Whenever the word "filter" appears in a line of the data below, copy that line.

BEGIN INFORMATION

//! Entity Structure Validation
//!
//! Per-school invariants of the enrollment phase: one identification
//! record, the record set its operating status requires, manager and class
//! ceilings, and class linkage completeness.

use crate::layout::RecordRole;
use crate::profile::Limits;
use crate::validation::context::{EntityAggregate, LinkKind, ValidationContext};
use crate::validation::report::{Rule, ValidationError};

/// Validate every entity, in order of first appearance
pub fn validate(context: &ValidationContext<'_>, limits: &Limits) -> Vec<ValidationError> {
    let mut errors = Vec::new();
    for entity in context.entities.iter() {
        validate_entity(context, entity, limits, &mut errors);
    }
    errors
}

fn validate_entity(
    context: &ValidationContext<'_>,
    entity: &EntityAggregate<'_>,
    limits: &Limits,
    errors: &mut Vec<ValidationError>,
) {
    let layout = context.layout;
    let primary = layout.primary_code();
    let manager = layout.code_with_role(RecordRole::Manager);
    let class = layout.code_with_role(RecordRole::Class);

    if let Some(error) = check_duplicate_primary(entity, primary) {
        errors.push(error);
    }

    // Unrecognized status values carry no structural requirement
    if let Some(rule) = entity
        .status
        .as_deref()
        .and_then(|status| layout.status_rule(status))
    {
        for &required in rule.required {
            if !entity.has_record(required) {
                errors.push(
                    ValidationError::new(
                        Rule::MissingRequiredRecord,
                        entity.line(),
                        required,
                        format!(
                            "School {} is {} and must have a record {} ({})",
                            entity.code,
                            rule.label,
                            required,
                            describe(context, required)
                        ),
                    )
                    .with_value(&entity.code),
                );
            }
        }

        for &forbidden in rule.forbidden {
            if let Some(line) = entity.first_line_of(forbidden) {
                errors.push(
                    ValidationError::new(
                        Rule::ForbiddenRecord,
                        line,
                        forbidden,
                        format!(
                            "School {} is {} and must not have records {} ({}), found {}",
                            entity.code,
                            rule.label,
                            forbidden,
                            describe(context, forbidden),
                            entity.record_count(forbidden)
                        ),
                    )
                    .with_value(&entity.code),
                );
            }
        }
    }

    let managers = entity.record_count(manager);
    if managers > limits.max_managers_per_entity {
        errors.push(
            ValidationError::new(
                Rule::ManagerLimitExceeded,
                entity.line(),
                manager,
                format!(
                    "School {} has {} managers, at most {} are allowed",
                    entity.code, managers, limits.max_managers_per_entity
                ),
            )
            .with_value(managers.to_string()),
        );
    }

    if entity.classes.len() > limits.max_classes_per_entity {
        errors.push(
            ValidationError::new(
                Rule::ClassLimitExceeded,
                entity.line(),
                primary,
                format!(
                    "School {} declares {} classes, at most {} are allowed",
                    entity.code,
                    entity.classes.len(),
                    limits.max_classes_per_entity
                ),
            )
            .with_value(entity.classes.len().to_string()),
        );
    }

    for (class_code, line) in &entity.duplicate_classes {
        errors.push(
            ValidationError::new(
                Rule::DuplicateClass,
                *line,
                class,
                format!(
                    "Class {} of school {} was already declared on line {}",
                    class_code,
                    entity.code,
                    entity.class_line(class_code).unwrap_or(0)
                ),
            )
            .with_value(class_code),
        );
    }

    check_class_linkage(entity, class, errors);
}

fn check_duplicate_primary(entity: &EntityAggregate<'_>, primary: &str) -> Option<ValidationError> {
    let mut primaries = entity.records.iter().filter(|r| r.record_type == primary);
    let first = primaries.next()?;
    let second = primaries.next()?;
    let total = 2 + primaries.count();

    Some(
        ValidationError::new(
            Rule::DuplicateEntity,
            second.line,
            primary,
            format!(
                "School {} is declared {} times (first on line {})",
                entity.code, total, first.line
            ),
        )
        .with_value(&entity.code),
    )
}

fn check_class_linkage(
    entity: &EntityAggregate<'_>,
    class: &str,
    errors: &mut Vec<ValidationError>,
) {
    let link_count = entity.person_link_count + entity.staff_link_count;

    if entity.classes.is_empty() {
        if link_count > 0 {
            let line = entity
                .unresolved_links
                .first()
                .map_or_else(|| entity.line(), |link| link.line);
            errors.push(
                ValidationError::new(
                    Rule::DanglingLinkage,
                    line,
                    class,
                    format!(
                        "School {} links {} students and {} professionals to classes but declares no class",
                        entity.code, entity.person_link_count, entity.staff_link_count
                    ),
                )
                .with_value(link_count.to_string()),
            );
        }
        return;
    }

    // A class with neither link yields two findings, one per missing linkage
    for class_code in entity.classes.iter() {
        let line = entity.class_line(class_code).unwrap_or(0);
        if !entity.person_linked.contains(class_code) {
            errors.push(
                ValidationError::new(
                    Rule::ClassMissingPersonLink,
                    line,
                    class,
                    format!(
                        "Class {} of school {} has no enrolled student (record 60)",
                        class_code, entity.code
                    ),
                )
                .with_value(class_code),
            );
        }
        if !entity.staff_linked.contains(class_code) {
            errors.push(
                ValidationError::new(
                    Rule::ClassMissingStaffLink,
                    line,
                    class,
                    format!(
                        "Class {} of school {} has no linked professional (record 50)",
                        class_code, entity.code
                    ),
                )
                .with_value(class_code),
            );
        }
    }

    for link in &entity.unresolved_links {
        let who = match link.kind {
            LinkKind::Person => "student",
            LinkKind::Staff => "professional",
        };
        errors.push(
            ValidationError::new(
                Rule::UnknownClassReference,
                link.line,
                &link.record_type,
                format!(
                    "Record {} links a {} to class {}, which school {} does not declare",
                    link.record_type, who, link.class_code, entity.code
                ),
            )
            .with_value(&link.class_code),
        );
    }
}

fn describe(context: &ValidationContext<'_>, record_type: &str) -> &'static str {
    context
        .layout
        .record(record_type)
        .map_or("unknown record", |spec| spec.description)
}

#[cfg(test)]
mod tests {
    use super::*;
    use crate::layout::{layout_for, Phase};
    use crate::parser::parse_lines;
    use crate::validation::context::build_context;

    fn check(lines: &[&str]) -> Vec<ValidationError> {
        check_with(lines, Limits::default())
    }

    fn check_with(lines: &[&str], limits: Limits) -> Vec<ValidationError> {
        let records = parse_lines(lines);
        let context = build_context(&records, layout_for(Phase::Enrollment), None);
        validate(&context, &limits)
    }

    fn rules(errors: &[ValidationError]) -> Vec<Rule> {
        errors.iter().map(|e| e.rule).collect()
    }

    #[test]
    fn test_active_school_without_records() {
        let errors = check(&["00|S1|1", "99"]);

        assert_eq!(rules(&errors), vec![Rule::MissingRequiredRecord; 4]);
        let missing: Vec<_> = errors.iter().map(|e| e.record_type.as_str()).collect();
        assert_eq!(missing, vec!["10", "20", "30", "40"]);
        assert!(errors.iter().all(|e| e.line == 1 && e.value == "S1"));
    }

    #[test]
    fn test_complete_active_school() {
        let errors = check(&[
            "00|S1|1",
            "10|S1",
            "20|S1|T1",
            "30|S1|P1",
            "40|S1|P1",
            "50|S1|P2|X|T1",
            "60|S1|P3|X|T1",
            "99",
        ]);
        assert!(errors.is_empty(), "{:?}", errors);
    }

    #[test]
    fn test_closed_school_with_forbidden_records() {
        let errors = check(&[
            "00|S1|3",
            "10|S1",
            "20|S1|T1",
            "20|S1|T2",
            "30|S1|P1",
            "40|S1|P1",
            "99",
        ]);

        let forbidden: Vec<_> = errors
            .iter()
            .filter(|e| e.rule == Rule::ForbiddenRecord)
            .collect();
        assert_eq!(forbidden.len(), 2);
        assert_eq!(forbidden[0].record_type, "10");
        assert_eq!(forbidden[0].line, 2);
        assert_eq!(forbidden[1].record_type, "20");
        assert_eq!(forbidden[1].line, 3);
        assert!(!errors.iter().any(|e| e.rule == Rule::MissingRequiredRecord));
    }

    #[test]
    fn test_unrecognized_status_has_no_requirements() {
        let errors = check(&["00|S1|7", "99"]);
        assert!(errors.is_empty(), "{:?}", errors);

        let errors = check(&["00|S1", "99"]);
        assert!(errors.is_empty(), "{:?}", errors);
    }

    #[test]
    fn test_duplicate_school_reported_once() {
        let errors = check(&["00|S1|7", "00|S1|7", "00|S1|7", "99"]);

        assert_eq!(rules(&errors), vec![Rule::DuplicateEntity]);
        assert_eq!(errors[0].line, 2);
        assert!(errors[0].message.contains("declared 3 times"));
    }

    #[test]
    fn test_manager_and_class_ceilings() {
        let limits = Limits {
            max_managers_per_entity: 1,
            max_classes_per_entity: 1,
            ..Limits::default()
        };
        let errors = check_with(
            &["00|S1|7", "20|S1|T1", "20|S1|T2", "40|S1|A", "40|S1|B", "99"],
            limits,
        );

        let managers = errors
            .iter()
            .find(|e| e.rule == Rule::ManagerLimitExceeded)
            .expect("manager ceiling");
        assert_eq!(managers.value, "2");
        let classes = errors
            .iter()
            .find(|e| e.rule == Rule::ClassLimitExceeded)
            .expect("class ceiling");
        assert_eq!(classes.value, "2");
    }

    #[test]
    fn test_class_without_staff_link() {
        let errors = check(&["00|S1|7", "20|S1|T1", "60|S1|P1|X|T1", "99"]);

        assert_eq!(rules(&errors), vec![Rule::ClassMissingStaffLink]);
        assert_eq!(errors[0].line, 2);
        assert_eq!(errors[0].value, "T1");
    }

    #[test]
    fn test_class_without_any_link_yields_two_errors() {
        let errors = check(&["00|S1|7", "20|S1|T1", "20|S1|T2", "99"]);

        assert_eq!(
            rules(&errors),
            vec![
                Rule::ClassMissingPersonLink,
                Rule::ClassMissingStaffLink,
                Rule::ClassMissingPersonLink,
                Rule::ClassMissingStaffLink,
            ]
        );
        assert_eq!(errors[2].line, 3);
    }

    #[test]
    fn test_links_without_classes_are_dangling() {
        let errors = check(&["00|S1|7", "50|S1|P1|X|T1", "60|S1|P2|X|T1", "60|S1|P3|X|T1", "99"]);

        assert_eq!(rules(&errors), vec![Rule::DanglingLinkage]);
        assert_eq!(errors[0].value, "3");
        assert_eq!(errors[0].line, 2);
    }

    #[test]
    fn test_link_to_undeclared_class() {
        let errors = check(&[
            "00|S1|7",
            "20|S1|T1",
            "50|S1|P1|X|T1",
            "60|S1|P2|X|T1",
            "60|S1|P3|X|T8",
            "99",
        ]);

        assert_eq!(rules(&errors), vec![Rule::UnknownClassReference]);
        assert_eq!(errors[0].line, 5);
        assert_eq!(errors[0].record_type, "60");
        assert_eq!(errors[0].value, "T8");
    }

    #[test]
    fn test_duplicate_class_declaration() {
        let errors = check(&[
            "00|S1|7",
            "20|S1|T1",
            "20|S1|T1",
            "50|S1|P1|X|T1",
            "60|S1|P2|X|T1",
            "99",
        ]);

        assert_eq!(rules(&errors), vec![Rule::DuplicateClass]);
        assert_eq!(errors[0].line, 3);
        assert!(errors[0].message.contains("line 2"));
    }
}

END INFORMATION

_TASK RESPONSE_
    let mut primaries = entity.records.iter().filter(|r| r.record_type == primary);
            .filter(|e| e.rule == Rule::ForbiddenRecord)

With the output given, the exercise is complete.